*** DATA TO EXAMINE
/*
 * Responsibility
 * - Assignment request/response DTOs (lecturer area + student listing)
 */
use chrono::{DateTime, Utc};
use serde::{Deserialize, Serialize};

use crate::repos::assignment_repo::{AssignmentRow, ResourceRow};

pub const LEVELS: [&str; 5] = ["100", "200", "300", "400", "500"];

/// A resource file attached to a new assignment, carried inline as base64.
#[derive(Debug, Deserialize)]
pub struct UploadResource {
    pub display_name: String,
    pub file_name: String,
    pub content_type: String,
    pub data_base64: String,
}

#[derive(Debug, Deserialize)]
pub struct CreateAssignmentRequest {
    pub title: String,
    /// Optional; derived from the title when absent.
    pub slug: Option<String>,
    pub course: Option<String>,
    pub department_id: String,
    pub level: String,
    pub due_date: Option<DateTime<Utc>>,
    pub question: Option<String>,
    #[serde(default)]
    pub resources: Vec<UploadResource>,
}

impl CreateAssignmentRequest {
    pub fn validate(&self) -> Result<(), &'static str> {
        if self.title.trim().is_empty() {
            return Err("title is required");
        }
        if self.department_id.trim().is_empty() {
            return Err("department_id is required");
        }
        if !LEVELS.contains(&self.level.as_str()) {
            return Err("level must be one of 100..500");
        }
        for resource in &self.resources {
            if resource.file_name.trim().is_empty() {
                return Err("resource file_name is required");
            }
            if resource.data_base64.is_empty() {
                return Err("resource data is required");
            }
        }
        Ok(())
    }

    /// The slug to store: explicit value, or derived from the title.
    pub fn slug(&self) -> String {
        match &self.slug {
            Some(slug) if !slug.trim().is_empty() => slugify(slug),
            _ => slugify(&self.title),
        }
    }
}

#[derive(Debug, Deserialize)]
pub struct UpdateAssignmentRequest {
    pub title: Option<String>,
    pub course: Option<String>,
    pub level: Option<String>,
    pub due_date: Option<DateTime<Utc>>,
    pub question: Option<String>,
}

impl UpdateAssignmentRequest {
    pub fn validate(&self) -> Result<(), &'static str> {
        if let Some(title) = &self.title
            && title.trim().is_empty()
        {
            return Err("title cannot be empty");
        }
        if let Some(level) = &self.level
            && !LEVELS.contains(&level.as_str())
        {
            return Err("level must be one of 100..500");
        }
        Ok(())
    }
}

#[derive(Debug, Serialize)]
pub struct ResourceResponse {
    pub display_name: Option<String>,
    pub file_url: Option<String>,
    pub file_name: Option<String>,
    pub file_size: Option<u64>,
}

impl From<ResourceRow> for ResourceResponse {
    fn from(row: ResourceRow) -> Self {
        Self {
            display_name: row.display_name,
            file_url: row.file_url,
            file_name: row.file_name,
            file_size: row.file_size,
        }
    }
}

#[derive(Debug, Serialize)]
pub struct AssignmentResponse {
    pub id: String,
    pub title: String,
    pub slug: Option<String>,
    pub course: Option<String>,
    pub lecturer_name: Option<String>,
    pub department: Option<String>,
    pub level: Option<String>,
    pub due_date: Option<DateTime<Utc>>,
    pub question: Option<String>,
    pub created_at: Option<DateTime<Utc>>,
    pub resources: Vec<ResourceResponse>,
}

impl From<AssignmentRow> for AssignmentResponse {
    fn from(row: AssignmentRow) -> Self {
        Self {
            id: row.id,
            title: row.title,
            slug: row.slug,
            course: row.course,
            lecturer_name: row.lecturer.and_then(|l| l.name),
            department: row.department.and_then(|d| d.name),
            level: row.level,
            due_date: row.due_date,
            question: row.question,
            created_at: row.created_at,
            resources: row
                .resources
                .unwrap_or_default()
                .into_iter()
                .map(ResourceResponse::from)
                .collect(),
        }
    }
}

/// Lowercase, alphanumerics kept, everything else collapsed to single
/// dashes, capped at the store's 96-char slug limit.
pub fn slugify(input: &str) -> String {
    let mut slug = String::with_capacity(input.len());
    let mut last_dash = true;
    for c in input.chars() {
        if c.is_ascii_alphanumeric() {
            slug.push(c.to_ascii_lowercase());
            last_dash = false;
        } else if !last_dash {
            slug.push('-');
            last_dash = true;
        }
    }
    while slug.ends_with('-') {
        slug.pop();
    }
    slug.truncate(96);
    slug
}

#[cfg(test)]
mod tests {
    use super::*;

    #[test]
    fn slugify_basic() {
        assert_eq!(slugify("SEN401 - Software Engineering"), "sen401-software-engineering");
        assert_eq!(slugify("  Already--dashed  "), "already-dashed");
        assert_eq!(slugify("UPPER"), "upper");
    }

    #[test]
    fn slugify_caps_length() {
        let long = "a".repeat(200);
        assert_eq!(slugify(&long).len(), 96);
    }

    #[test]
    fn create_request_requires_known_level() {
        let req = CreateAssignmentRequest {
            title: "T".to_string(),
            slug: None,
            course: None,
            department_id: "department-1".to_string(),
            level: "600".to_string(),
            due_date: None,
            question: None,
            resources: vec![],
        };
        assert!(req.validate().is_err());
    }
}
******
| ASSIGNMENT |
Select all lines with the word "long" from the entries above.

| SOLVED EXERCISE |
        let long = "a".repeat(200);
        assert_eq!(slugify(&long).len(), 96);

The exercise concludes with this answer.